Woman’s employer deemed her daughter to be a bigger priority than her job; lawyers advise caution when dismissing staff with caring responsibilities.
Employers should “proceed with caution” when dismissing staff who are carers, lawyers have warned, after a tribunal ruled that a woman with a disabled daughter was discriminated against.
Maria McKeith, who had been working part time at community advice service the Ardoyne Association since 2010, was dismissed in March 2015 because her employer believed her daughter was a bigger priority than her job.
According to the BBC, the tribunal held that this was not a valid legal position and said the Belfast-based advice service did not put forward any “convincing or coherent explanation” for its decision. It found the dismissal was contrary to Northern Ireland’s Disability Discrimination Act 1995.
“People who are disabled themselves, or who are the primary carer of a disabled person, have a right to work within the protection afforded by the 1995 Act," it said.
McKeith was awarded £18,886, comprising £10,000 for injury to feelings, £6,760 for loss of earnings and £2,126 in interest.

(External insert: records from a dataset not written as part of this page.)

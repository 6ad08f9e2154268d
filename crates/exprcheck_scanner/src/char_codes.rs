//! Character classification used by the scanner.

/// Check if a character is a line terminator.
#[inline]
pub fn is_line_break(ch: char) -> bool {
    matches!(ch, '\n' | '\r' | '\u{2028}' | '\u{2029}')
}

/// Check if a character is whitespace (not line break).
#[inline]
pub fn is_white_space_single_line(ch: char) -> bool {
    matches!(
        ch,
        ' ' | '\t'
            | '\u{000B}' // vertical tab
            | '\u{000C}' // form feed
            | '\u{00A0}' // no-break space
            | '\u{1680}' // ogham space mark
            | '\u{2000}'..='\u{200A}' // various spaces
            | '\u{202F}' // narrow no-break space
            | '\u{205F}' // medium mathematical space
            | '\u{3000}' // ideographic space
            | '\u{FEFF}' // BOM / zero-width no-break space
    )
}

#[inline]
pub fn is_digit(ch: char) -> bool {
    ch.is_ascii_digit()
}

#[inline]
pub fn is_hex_digit(ch: char) -> bool {
    ch.is_ascii_hexdigit()
}

/// Check if a character can start an identifier.
#[inline]
pub fn is_identifier_start(ch: char) -> bool {
    ch == '_'
        || ch == '$'
        || ch.is_ascii_alphabetic()
        || (ch as u32 > 0x7F && unicode_xid::UnicodeXID::is_xid_start(ch))
}

/// Check if a character can be part of an identifier.
#[inline]
pub fn is_identifier_part(ch: char) -> bool {
    ch == '_'
        || ch == '$'
        || ch.is_ascii_alphanumeric()
        || (ch as u32 > 0x7F && unicode_xid::UnicodeXID::is_xid_continue(ch))
}
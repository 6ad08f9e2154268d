//! The coarse classification of types used by the operator rules.

use std::fmt;

/// What an operator rule needs to know about a type.
///
/// `Other` is the catch-all for non-primitive types that are neither plain
/// objects nor functions. It is never a repository key.
#[derive(Debug, Clone, Copy, PartialEq, Eq, Hash, PartialOrd, Ord)]
pub enum TypeKind {
    Any,
    Boolean,
    String,
    Number,
    Symbol,
    Undefined,
    Null,
    Object,
    Function,
    Other,
}

impl TypeKind {
    /// Every kind a repository can be asked for.
    pub const REPOSITORY_KINDS: [TypeKind; 9] = [
        TypeKind::Any,
        TypeKind::Boolean,
        TypeKind::String,
        TypeKind::Number,
        TypeKind::Symbol,
        TypeKind::Undefined,
        TypeKind::Null,
        TypeKind::Object,
        TypeKind::Function,
    ];

    /// Kinds whose canonical type comes from the built-in declarations.
    pub fn is_scalar_built_in(self) -> bool {
        matches!(
            self,
            TypeKind::String | TypeKind::Number | TypeKind::Boolean | TypeKind::Symbol
        )
    }

    /// The keyword naming the canonical type of this kind.
    pub fn keyword(self) -> &'static str {
        match self {
            TypeKind::Any => "any",
            TypeKind::Boolean => "boolean",
            TypeKind::String => "string",
            TypeKind::Number => "number",
            TypeKind::Symbol => "symbol",
            TypeKind::Undefined => "undefined",
            TypeKind::Null => "null",
            TypeKind::Object => "object",
            TypeKind::Function => "Function",
            TypeKind::Other => "other",
        }
    }
}

impl fmt::Display for TypeKind {
    fn fmt(&self, f: &mut fmt::Formatter<'_>) -> fmt::Result {
        f.write_str(self.keyword())
    }
}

The Ardoyne Association appealed the ruling but this was dismissed by the Court of Appeal.
The case is thought to be the first of its kind in Northern Ireland where a successful disability discrimination case relates to a disabled child of an employee, although there have been similar cases elsewhere in the UK.
In 2009, the European Court of Justice found in favour of Sharon Coleman, a primary carer for her disabled child, when she was forced to leave her job because of caring responsibilities. It ruled that protection from disability discrimination should also extend to her.
According to Rachel Farr, senior professional support lawyer in the employment, pensions and mobility group at Taylor Wessing, that case set a precedent for ‘associative discrimination’ – discrimination based upon association with someone with a protective characteristic – to be extended to all types of discrimination, including race, age, sex, sexual orientation and religion or belief, and passed into statute in the Equality Act 2010.
But whereas England, Scotland and Wales are covered by the 2010 Act, Northern Ireland is covered by the Disability Discrimination Act 1995.
“This latest case is good news for carers and the disabled people who they support in Northern Ireland,” Farr said.
Yvonne Gallagher, employment lawyer at Harbottle & Lewis, warned that employers risked acting in an “unlawfully discriminatory manner” if they dismissed or subjected an employee to detrimental treatment because of their caring responsibilities for a disabled relative.
Gallagher said: “The employer in this case appears to have concluded that the employee’s job was not her priority, given her caring responsibilities. In relying on that view in selecting her for redundancy, they were found to have discriminated against her unlawfully.
“While a fair selection criteria in a redundancy exercise can properly include matters such as attendance and timekeeping, employers must be alive to the reason for those absences and, where disability is part of the picture, they should proceed with caution.”
Harriet Bowtell, employment lawyer at Slater and Gordon, said: “It is unlawful to treat someone less favourably than another person because of their association with their disabled child. The law provides very important protection for carers who have to balance their caring commitments with their career.”
But Vivienne Reeve, senior associate at Gowling WLG, told People Management that discrimination was not always based on malice but “misplaced and inappropriate intention”.
Reeve said: “The tribunal rejected the patriarchal view of the employer, that McKeith’s place was with her disabled daughter – which they found was the true reasons for her dismissal, rather than the apparent redundancy. But it was not for the employer to send her home to be with her daughter when she was ready and willing to work.”